Он никогда подолгу не испытывал душевного равновесия. Что угодно могло вызвать его раздражение, он терял терпение из-за мелочи, временами вел себя словно избалованный ребенок или душевнобольной. Особенно плохо обстояли дела в 1840 году. В своем ожесточении и разочаровании из-за того, что фру Хейберг — кстати, с полным основанием — отказалась от главной роли в «Мавританке», он ругался и плакал, обвиняя ее с мужем в том, что они из зависти интригуют против него, а через несколько месяцев в Риме он вел себя так, что его попутчик Х.П. Хольст просто не узнавал его, так тяжело было с ним общаться.
* * *
Конечно, одна нервозность не объясняет, почему своим современникам он казался странным. Ибо если они не догадывались о состоянии его здоровья, то еще меньше — о состоянии его психики. Она отличалась впечатлительностью, богатством и широтой, которые подавляли, сбивали с толку тех, кто знал его лично, и даже нас, кто лишь читает о нем. В его большом, но хилом теле жила необузданная душа, вулканоподобный темперамент, вспыльчивость и стремительность, которые достаточно часто удивляли и страшили его. Его разрывали огромные внутренние противоречия, и временами все его усилия были направлены на то, чтобы держать себя в узде. Он был жертвой собственных идей, рабом собственных фантазий. Он был одержим, особенно в молодые годы, стремлением творить и создавать, замыслы — блестящие и средние — кипели в нем, и он был всецело в их власти. Неуправляемая фантазия еще в детстве заводила его так далеко, что он не отличал фантастические видения от действительности, а в юности критики неоднократно заявляли, что воображение берет над ним верх в его творчестве.

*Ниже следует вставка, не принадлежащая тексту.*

use crate::document::Document;
use chrono::NaiveDateTime;
use serde::{Deserialize, Serialize};
use std::cmp::Ordering;

/// Value representation native to the document sink.
#[derive(Clone, Debug, PartialEq, Serialize, Deserialize)]
pub enum FieldValue {
    Null,
    Bool(bool),
    Int(i64),
    Float(f64),
    Text(String),
    DateTime(NaiveDateTime),
    Bytes(Vec<u8>),
    Array(Vec<FieldValue>),
    Document(Document),
}

impl FieldValue {
    pub fn as_str(&self) -> Option<&str> {
        match self {
            Self::Text(value) => Some(value.as_str()),
            _ => None,
        }
    }

    pub fn as_i64(&self) -> Option<i64> {
        match self {
            Self::Int(value) => Some(*value),
            _ => None,
        }
    }

    pub fn as_document(&self) -> Option<&Document> {
        match self {
            Self::Document(value) => Some(value),
            _ => None,
        }
    }

    pub fn as_array(&self) -> Option<&[FieldValue]> {
        match self {
            Self::Array(value) => Some(value.as_slice()),
            _ => None,
        }
    }

    /// Total order used when sorting documents by a field.
    ///
    /// Numbers compare across integer and float, other kinds order by kind first.
    pub fn sort_cmp(&self, other: &FieldValue) -> Ordering {
        match (self, other) {
            (Self::Int(left), Self::Int(right)) => left.cmp(right),
            (Self::Int(left), Self::Float(right)) => (*left as f64).total_cmp(right),
            (Self::Float(left), Self::Int(right)) => left.total_cmp(&(*right as f64)),
            (Self::Float(left), Self::Float(right)) => left.total_cmp(right),
            (Self::Text(left), Self::Text(right)) => left.cmp(right),
            (Self::DateTime(left), Self::DateTime(right)) => left.cmp(right),
            (Self::Bool(left), Self::Bool(right)) => left.cmp(right),
            (Self::Bytes(left), Self::Bytes(right)) => left.cmp(right),
            (left, right) => left.kind_rank().cmp(&right.kind_rank()),
        }
    }

    fn kind_rank(&self) -> u8 {
        match self {
            Self::Null => 0,
            Self::Int(_) | Self::Float(_) => 1,
            Self::Text(_) => 2,
            Self::Document(_) => 3,
            Self::Array(_) => 4,
            Self::Bytes(_) => 5,
            Self::Bool(_) => 6,
            Self::DateTime(_) => 7,
        }
    }
}

impl From<i64> for FieldValue {
    fn from(value: i64) -> Self {
        Self::Int(value)
    }
}

impl From<i32> for FieldValue {
    fn from(value: i32) -> Self {
        Self::Int(value as i64)
    }
}

impl From<u32> for FieldValue {
    fn from(value: u32) -> Self {
        Self::Int(value as i64)
    }
}

impl From<f64> for FieldValue {
    fn from(value: f64) -> Self {
        Self::Float(value)
    }
}

impl From<bool> for FieldValue {
    fn from(value: bool) -> Self {
        Self::Bool(value)
    }
}

impl From<&str> for FieldValue {
    fn from(value: &str) -> Self {
        Self::Text(value.to_owned())
    }
}

impl From<String> for FieldValue {
    fn from(value: String) -> Self {
        Self::Text(value)
    }
}

impl From<NaiveDateTime> for FieldValue {
    fn from(value: NaiveDateTime) -> Self {
        Self::DateTime(value)
    }
}

impl From<Document> for FieldValue {
    fn from(value: Document) -> Self {
        Self::Document(value)
    }
}

impl From<Vec<FieldValue>> for FieldValue {
    fn from(value: Vec<FieldValue>) -> Self {
        Self::Array(value)
    }
}

impl<T> From<Option<T>> for FieldValue
where
    T: Into<FieldValue>,
{
    fn from(value: Option<T>) -> Self {
        match value {
            Some(value) => value.into(),
            None => Self::Null,
        }
    }
}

Но по характеру он был в высшей степени экстравертом. Потребность в творчестве и бурление фантазии никоим образом не отгородили его от действительности. Стремление переживать и способность к переживанию были у него значительно сильнее, чем у других людей. Он хотел жить как можно полнее. Его страсть к переменам была не просто бегством от нервных страданий, но жаждой новых событий и новых людей, и, несмотря на слабое здоровье, он не щадил усилий, чтобы удовлетворить свое любопытство. Только когда в последние годы болезнь взяла над ним верх, он устал от разнообразия жизни. И он хотел сильных переживаний — прежде всего теплых и сердечных отношений с окружающими людьми; однажды он написал, что путешествует для того, чтобы встретить людей, которых сможет полюбить, — он хотел участвовать в радостях и горестях других людей. Давать и брать без ограничений было его потребностью.